This Research Will Help You:

  • Put a strategy in place to ensure data is available, accessible, well integrated, secured, of acceptable quality, and suitably visualized to fuel decision making by the organizations’ executives.
  • Align data management plans and investments with business requirements and the organization’s strategic plans.
  • Define the relevant roles for operationalizing your data strategy.

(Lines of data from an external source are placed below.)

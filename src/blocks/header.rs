//! The 100-byte wire block header (spec §3.1, §6.2).

use std::convert::{TryFrom, TryInto};
use std::fmt;

use primitive_types::U256;
use sha2::{Digest, Sha256};
use thiserror::Error;

/// Fixed wire size of a serialized [`BlockHeader`].
pub const HEADER_SIZE: usize = 100;

/// A 256-bit block hash, stored in little-endian internal byte order.
///
/// Display formatting reverses the bytes to match the network's
/// big-endian-looking hex convention, the same convention used for
/// `prev_hash` fields and genesis comparisons.
#[derive(Clone, Copy, PartialEq, Eq, Hash, PartialOrd, Ord, Default)]
pub struct BlockHash([u8; 32]);

impl BlockHash {
    pub const ZERO: BlockHash = BlockHash([0u8; 32]);

    pub fn from_bytes(bytes: [u8; 32]) -> Self {
        Self(bytes)
    }

    pub fn as_bytes(&self) -> &[u8; 32] {
        &self.0
    }

    pub fn is_zero(&self) -> bool {
        self.0 == [0u8; 32]
    }

    /// Interprets the hash as a 256-bit little-endian integer, for PoW
    /// target comparisons.
    pub fn as_u256(&self) -> U256 {
        U256::from_little_endian(&self.0)
    }
}

impl fmt::Debug for BlockHash {
    fn fmt(&self, f: &mut fmt::Formatter<'_>) -> fmt::Result {
        write!(f, "{}", self)
    }
}

impl fmt::Display for BlockHash {
    fn fmt(&self, f: &mut fmt::Formatter<'_>) -> fmt::Result {
        let mut reversed = self.0;
        reversed.reverse();
        write!(f, "{}", hex::encode(reversed))
    }
}

impl TryFrom<&[u8]> for BlockHash {
    type Error = HeaderDeserializeError;

    fn try_from(value: &[u8]) -> Result<Self, Self::Error> {
        if value.len() != 32 {
            return Err(HeaderDeserializeError::WrongLength { expected: 32, actual: value.len() });
        }
        let mut buf = [0u8; 32];
        buf.copy_from_slice(value);
        Ok(BlockHash(buf))
    }
}

/// The fixed 100-byte block header. All multi-byte integer fields are
/// little-endian on the wire.
#[derive(Clone, Copy, PartialEq, Eq, Debug)]
pub struct BlockHeader {
    pub version: i32,
    pub prev_hash: BlockHash,
    pub miner_address: [u8; 20],
    pub time: u32,
    pub bits: u32,
    pub nonce: u32,
    pub randomx_hash: BlockHash,
}

#[derive(Debug, Error, PartialEq, Eq)]
pub enum HeaderDeserializeError {
    #[error("expected buffer of {expected} bytes, got {actual}")]
    WrongLength { expected: usize, actual: usize },
}

impl BlockHeader {
    /// Builds the zero-hash genesis parent sentinel header is not provided
    /// here; callers compare `prev_hash.is_zero()` to detect genesis.
    pub fn serialize(&self) -> [u8; HEADER_SIZE] {
        let mut buf = [0u8; HEADER_SIZE];
        let mut offset = 0;
        buf[offset..offset + 4].copy_from_slice(&self.version.to_le_bytes());
        offset += 4;
        buf[offset..offset + 32].copy_from_slice(self.prev_hash.as_bytes());
        offset += 32;
        buf[offset..offset + 20].copy_from_slice(&self.miner_address);
        offset += 20;
        buf[offset..offset + 4].copy_from_slice(&self.time.to_le_bytes());
        offset += 4;
        buf[offset..offset + 4].copy_from_slice(&self.bits.to_le_bytes());
        offset += 4;
        buf[offset..offset + 4].copy_from_slice(&self.nonce.to_le_bytes());
        offset += 4;
        buf[offset..offset + 32].copy_from_slice(self.randomx_hash.as_bytes());
        offset += 32;
        debug_assert_eq!(offset, HEADER_SIZE);
        buf
    }

    pub fn deserialize(buf: &[u8]) -> Result<Self, HeaderDeserializeError> {
        if buf.len() != HEADER_SIZE {
            return Err(HeaderDeserializeError::WrongLength { expected: HEADER_SIZE, actual: buf.len() });
        }
        let mut offset = 0;
        let version = i32::from_le_bytes(buf[offset..offset + 4].try_into().unwrap());
        offset += 4;
        let prev_hash = BlockHash::try_from(&buf[offset..offset + 32])?;
        offset += 32;
        let mut miner_address = [0u8; 20];
        miner_address.copy_from_slice(&buf[offset..offset + 20]);
        offset += 20;
        let time = u32::from_le_bytes(buf[offset..offset + 4].try_into().unwrap());
        offset += 4;
        let bits = u32::from_le_bytes(buf[offset..offset + 4].try_into().unwrap());
        offset += 4;
        let nonce = u32::from_le_bytes(buf[offset..offset + 4].try_into().unwrap());
        offset += 4;
        let randomx_hash = BlockHash::try_from(&buf[offset..offset + 32])?;
        offset += 32;
        debug_assert_eq!(offset, HEADER_SIZE);
        Ok(BlockHeader { version, prev_hash, miner_address, time, bits, nonce, randomx_hash })
    }

    /// The header's own hash: `double_sha256(serialize(header))`.
    pub fn hash(&self) -> BlockHash {
        double_sha256(&self.serialize())
    }

    /// A copy of this header with `randomx_hash` zeroed, used as the input
    /// to PoW computation (the commitment field is not part of its own
    /// hashing input).
    pub fn with_zeroed_pow(&self) -> BlockHeader {
        BlockHeader { randomx_hash: BlockHash::ZERO, ..*self }
    }

    pub fn is_genesis_candidate(&self) -> bool {
        self.prev_hash.is_zero()
    }
}

/// SHA-256 applied twice, the hash function used for block and message
/// checksums throughout the wire protocol.
pub fn double_sha256(data: &[u8]) -> BlockHash {
    let first = Sha256::digest(data);
    let second = Sha256::digest(first);
    let mut out = [0u8; 32];
    out.copy_from_slice(&second);
    BlockHash(out)
}

/// Decodes a compact "bits" difficulty encoding into a 256-bit target.
///
/// The encoding is the familiar 3-byte-mantissa-plus-1-byte-exponent form:
/// the low 3 bytes are the mantissa, the high byte is the number of bytes
/// the mantissa should be shifted into from the right.
pub fn bits_to_target(bits: u32) -> U256 {
    let exponent = (bits >> 24) as i32;
    let mantissa = bits & 0x007f_ffff;
    if exponent <= 3 {
        U256::from(mantissa) >> (8 * (3 - exponent)) as usize
    } else {
        U256::from(mantissa) << (8 * (exponent - 3)) as usize
    }
}

/// Encodes a 256-bit target into the compact "bits" form, the inverse of
/// [`bits_to_target`].
pub fn target_to_bits(target: U256) -> u32 {
    if target.is_zero() {
        return 0;
    }
    let mut size = (target.bits() + 7) / 8;
    let mut compact: u64;
    if size <= 3 {
        compact = (target.low_u64()) << (8 * (3 - size));
    } else {
        let shifted = target >> (8 * (size - 3)) as usize;
        compact = shifted.low_u64();
    }
    // If the mantissa's top bit is set it would be interpreted as a sign
    // bit; shift right and bump the exponent to keep it unsigned.
    if compact & 0x0080_0000 != 0 {
        compact >>= 8;
        size += 1;
    }
    (compact as u32) | ((size as u32) << 24)
}

#[cfg(test)]
mod test {
    use super::*;

    fn sample_header() -> BlockHeader {
        BlockHeader {
            version: 1,
            prev_hash: BlockHash::from_bytes([7u8; 32]),
            miner_address: [9u8; 20],
            time: 1_700_000_000,
            bits: 0x1f00_ffff,
            nonce: 42,
            randomx_hash: BlockHash::from_bytes([3u8; 32]),
        }
    }

    #[test]
    fn round_trip_is_identity() {
        let header = sample_header();
        let bytes = header.serialize();
        assert_eq!(bytes.len(), HEADER_SIZE);
        let decoded = BlockHeader::deserialize(&bytes).unwrap();
        assert_eq!(header, decoded);
    }

    #[test]
    fn deserialize_rejects_wrong_length() {
        let err = BlockHeader::deserialize(&[0u8; 99]).unwrap_err();
        assert_eq!(err, HeaderDeserializeError::WrongLength { expected: 100, actual: 99 });
    }

    #[test]
    fn hash_display_is_byte_reversed() {
        let mut bytes = [0u8; 32];
        bytes[0] = 0xAB;
        bytes[31] = 0xCD;
        let hash = BlockHash::from_bytes(bytes);
        let s = format!("{}", hash);
        assert!(s.starts_with("cd"));
        assert!(s.ends_with("ab"));
    }

    #[test]
    fn bits_target_round_trip() {
        for bits in [0x1f00_ffffu32, 0x1d00_ffff, 0x207f_ffff, 0x0300_0001] {
            let target = bits_to_target(bits);
            let back = target_to_bits(target);
            assert_eq!(bits_to_target(back), target, "bits={:08x}", bits);
        }
    }

    #[test]
    fn genesis_candidate_detection() {
        let mut header = sample_header();
        header.prev_hash = BlockHash::ZERO;
        assert!(header.is_genesis_candidate());
    }

    quickcheck::quickcheck! {
        // `bits` is a lossy, non-injective encoding (distinct raw values can
        // decode to the same target), so the only property that holds for
        // *every* u32 is that normalizing twice is the same as normalizing
        // once - not that decode(encode(bits)) == bits.
        fn bits_normalization_is_idempotent(bits: u32) -> bool {
            let once = target_to_bits(bits_to_target(bits));
            let twice = target_to_bits(bits_to_target(once));
            once == twice
        }

        // A target that is itself the decoding of some `bits` value (i.e.
        // already compact-representable, with no precision below its top
        // three significant bytes) survives one more encode/decode cycle
        // unchanged. Arbitrary U256 targets do NOT have this property -
        // compact bits keeps only the top three bytes of the mantissa.
        fn compact_representable_target_round_trips(bits: u32) -> bool {
            let target = bits_to_target(bits);
            bits_to_target(target_to_bits(target)) == target
        }
    }
}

This Research Will Also Assist:

  • Data architects and enterprise architects who have been tasked with supporting the formulation or optimization of the organization’s data strategy.
  • Business leaders creating plans for leveraging data in their strategic planning and business processes.
  • IT professionals looking to improve the environment that manages and delivers data.

This Research Will Help Them:

  • Get a handle on the current situation of data within the organization.
  • Understand how the data strategy and its resulting initiatives will affect the operations, integration, and provisioning of data within the enterprise.

Executive Summary

Situation

  • The volume and variety of data that organizations have been collecting and producing have been growing exponentially and show no sign of slowing down. At the same time, business landscapes and models are evolving, and users and stakeholders are becoming more and more data centric, with maturing and demanding expectations.

Complication

  • As organizations pivot in response to industry disruptions and changing landscapes, a reactive and piecemeal approach leads to data architectures and designs that fail to deliver real and measurable value to the business.
  • Despite the growing focus on data, many organizations struggle to develop a cohesive business-driven strategy for effectively managing and leveraging their data assets.

Resolution

Formulate a data strategy that stitches all of the pieces together to better position you to unlock the value in your data:

  • Establish the business context and value: Identify key business drivers for executing on an optimized data strategy, build compelling and relevant use cases, understand your organization’s culture and appetite for data, and ensure you have well-articulated vision, principles, and goals for your data strategy.
  • Ensure you have a solid data foundation: Understand your current data environment, data management enablers, people, skill sets, roles, and structure. Know your strengths and weakness so you can optimize appropriately.
  • Formulate a sustainable data strategy: Round off your strategy with effective change management and communication for building and fostering a data-driven culture.

Info-Tech Insight

  1. As the CDO or equivalent data leader in your organization, a robust and comprehensive data strategy is the number one tool in your toolkit for delivering on your mandate of creating measurable business value from data.
  2. A data strategy should never be formulated disjointed from the business. Ensure the data strategy aligns with the business strategy and supports the business architecture.
  3. Building and fostering a data-driven culture will accelerate and sustain adoption of, appetite for, and appreciation for data and hence drive the ROI on your various data investments.

Why do you need a data strategy?

Your data strategy is the vehicle for ensuring data is poised to support your organization’s strategic objectives.

The dynamic marketplace of today requires organizations to be responsive in order to gain or maintain their competitive edge and place in their industry.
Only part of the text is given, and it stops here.